Außenpolitisch wird Macron darauf drängen, daß das EU-Krisenhilfsprogramm weniger aus Krediten denn aus Zuschüssen besteht, vielleicht sogar fast nur aus Zuschüssen. Mit anderen Worten: Berlin soll blechen. Da wird er in der Bundeskanzlerin eine willige Partnerin finden. Ob es ihn und seine Partei rettet, ist dennoch sehr fraglich. Die Kommunalwahlen haben gezeigt, daß die Präsidentenpartei LREM (La Republique en Marche) einige Persönlichkeiten aufweisen kann, etwa Premierminister Edouard Philippe, aber auf dem Land praktisch keine Rolle spielt.

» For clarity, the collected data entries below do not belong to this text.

//! Handlers for `/users` endpoints.
//!
//! | Method | Path | Notes |
//! |--------|------|-------|
//! | `GET`  | `/users` | Optional `status`, `role` filters |
//! | `GET`  | `/users/:id` | Single user profile |
//! | `POST` | `/users/:id/approve` | Optional body `{"role":"..."}`; returns the decision |
//! | `POST` | `/users/:id/reject` | Body `{"reason":"..."}`; returns the decision |
//!
//! Review decisions return 200 even when the follow-up mail is lost; the
//! `notification` field of the response says what happened to it.

use axum::{
  Json,
  extract::{Path, Query, State},
};
use serde::Deserialize;

use carelink_admin::Decision;
use carelink_core::{
  identity::IdentityProvider,
  notify::Mailer,
  store::{DocumentStore, collections},
  user::{AccountStatus, Role, UserRecord},
};

use crate::{AppState, auth::Authenticated, error::ApiError};

// ─── List ─────────────────────────────────────────────────────────────────────

#[derive(Debug, Deserialize)]
pub struct ListParams {
  /// If set, restrict to accounts in this status.
  pub status: Option<AccountStatus>,
  /// If set, restrict to accounts holding this role.
  pub role:   Option<Role>,
}

/// `GET /users[?status=...][&role=...]`
pub async fn list<S, P, M>(
  _auth: Authenticated,
  State(state): State<AppState<S, P, M>>,
  Query(params): Query<ListParams>,
) -> Result<Json<Vec<UserRecord>>, ApiError>
where
  S: DocumentStore + Clone + 'static,
  P: IdentityProvider + Clone + 'static,
  M: Mailer + Clone + 'static,
{
  let docs = match &params.status {
    Some(status) => state
      .store
      .query_eq(
        collections::USERS,
        "status",
        &serde_json::json!(status.as_str()),
      )
      .await
      .map_err(|e| ApiError::Store(Box::new(e)))?,
    None => state
      .store
      .list(collections::USERS)
      .await
      .map_err(|e| ApiError::Store(Box::new(e)))?,
  };

  let mut users = docs
    .into_iter()
    .map(UserRecord::from_document)
    .collect::<Result<Vec<_>, _>>()?;

  if let Some(role) = params.role {
    users.retain(|u| u.profile.role == role);
  }

  Ok(Json(users))
}

// ─── Get one ──────────────────────────────────────────────────────────────────

/// `GET /users/:id`
pub async fn get_one<S, P, M>(
  _auth: Authenticated,
  State(state): State<AppState<S, P, M>>,
  Path(id): Path<String>,
) -> Result<Json<UserRecord>, ApiError>
where
  S: DocumentStore + Clone + 'static,
  P: IdentityProvider + Clone + 'static,
  M: Mailer + Clone + 'static,
{
  let doc = state
    .store
    .get(collections::USERS, &id)
    .await
    .map_err(|e| ApiError::Store(Box::new(e)))?
    .ok_or_else(|| ApiError::NotFound(format!("user {id} not found")))?;
  Ok(Json(UserRecord::from_document(doc)?))
}

// ─── Approve ──────────────────────────────────────────────────────────────────

#[derive(Debug, Deserialize)]
pub struct ApproveBody {
  /// Role to grant, overriding whatever was requested at registration.
  pub role: Option<Role>,
}

/// `POST /users/:id/approve` — body optional.
pub async fn approve_one<S, P, M>(
  _auth: Authenticated,
  State(state): State<AppState<S, P, M>>,
  Path(id): Path<String>,
  body: Option<Json<ApproveBody>>,
) -> Result<Json<Decision>, ApiError>
where
  S: DocumentStore + Clone + 'static,
  P: IdentityProvider + Clone + 'static,
  M: Mailer + Clone + 'static,
{
  let role = body.and_then(|Json(b)| b.role);
  let decision = state.workflow().approve(&id, role).await?;
  Ok(Json(decision))
}

// ─── Reject ───────────────────────────────────────────────────────────────────

#[derive(Debug, Deserialize)]
pub struct RejectBody {
  pub reason: String,
}

/// `POST /users/:id/reject` — body: `{"reason":"..."}`.
pub async fn reject_one<S, P, M>(
  _auth: Authenticated,
  State(state): State<AppState<S, P, M>>,
  Path(id): Path<String>,
  Json(body): Json<RejectBody>,
) -> Result<Json<Decision>, ApiError>
where
  S: DocumentStore + Clone + 'static,
  P: IdentityProvider + Clone + 'static,
  M: Mailer + Clone + 'static,
{
  let decision = state.workflow().reject(&id, &body.reason).await?;
  Ok(Json(decision))
}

Philippe hat mit 58 Prozent so überzeugend in Le Havre gewonnnen, daß Macron eigentlich nicht mehr auf ihn verzichten kann, auch wenn er mißtrauisch die Popularität des Premiers beäugt, die anders als bei ihm in der Krise nur gewachsen ist.
Mehr noch: Die alte Spaltung des Landes seit der Großen Revolution in Rechts und Links, die Macron überwinden wollte, sie besteht fort. Das rotgrüne, linke Lager umgibt ein Hauch des Totalitären, man will mit Verboten und Steuern hantieren. Die Rechte will eine Entlastung der Bürger. Rechnerisch hat das Lager Mitte-Rechts eine Mehrheit. Macron wird versuchen, in diesem Lager Stimmen zu holen. Wenn es ihm gelingt, Antworten auf ökologische Themen und Gerechtigkeitsfragen glaubhaft zu vertreten, bleiben die grünroten Revolutionäre in der Opposition. Gleiches werden auch Le Pen und die Republikaner versuchen. „Ihr seid nicht die Eigentümer ökologischer Ideen“, warf der bürgerliche Politiker Jean Francois Cope dem Grünen-Chef Yannick Jadot am Wahlabend vor. Das wird man noch öfter hören, nicht nur in Frankreich.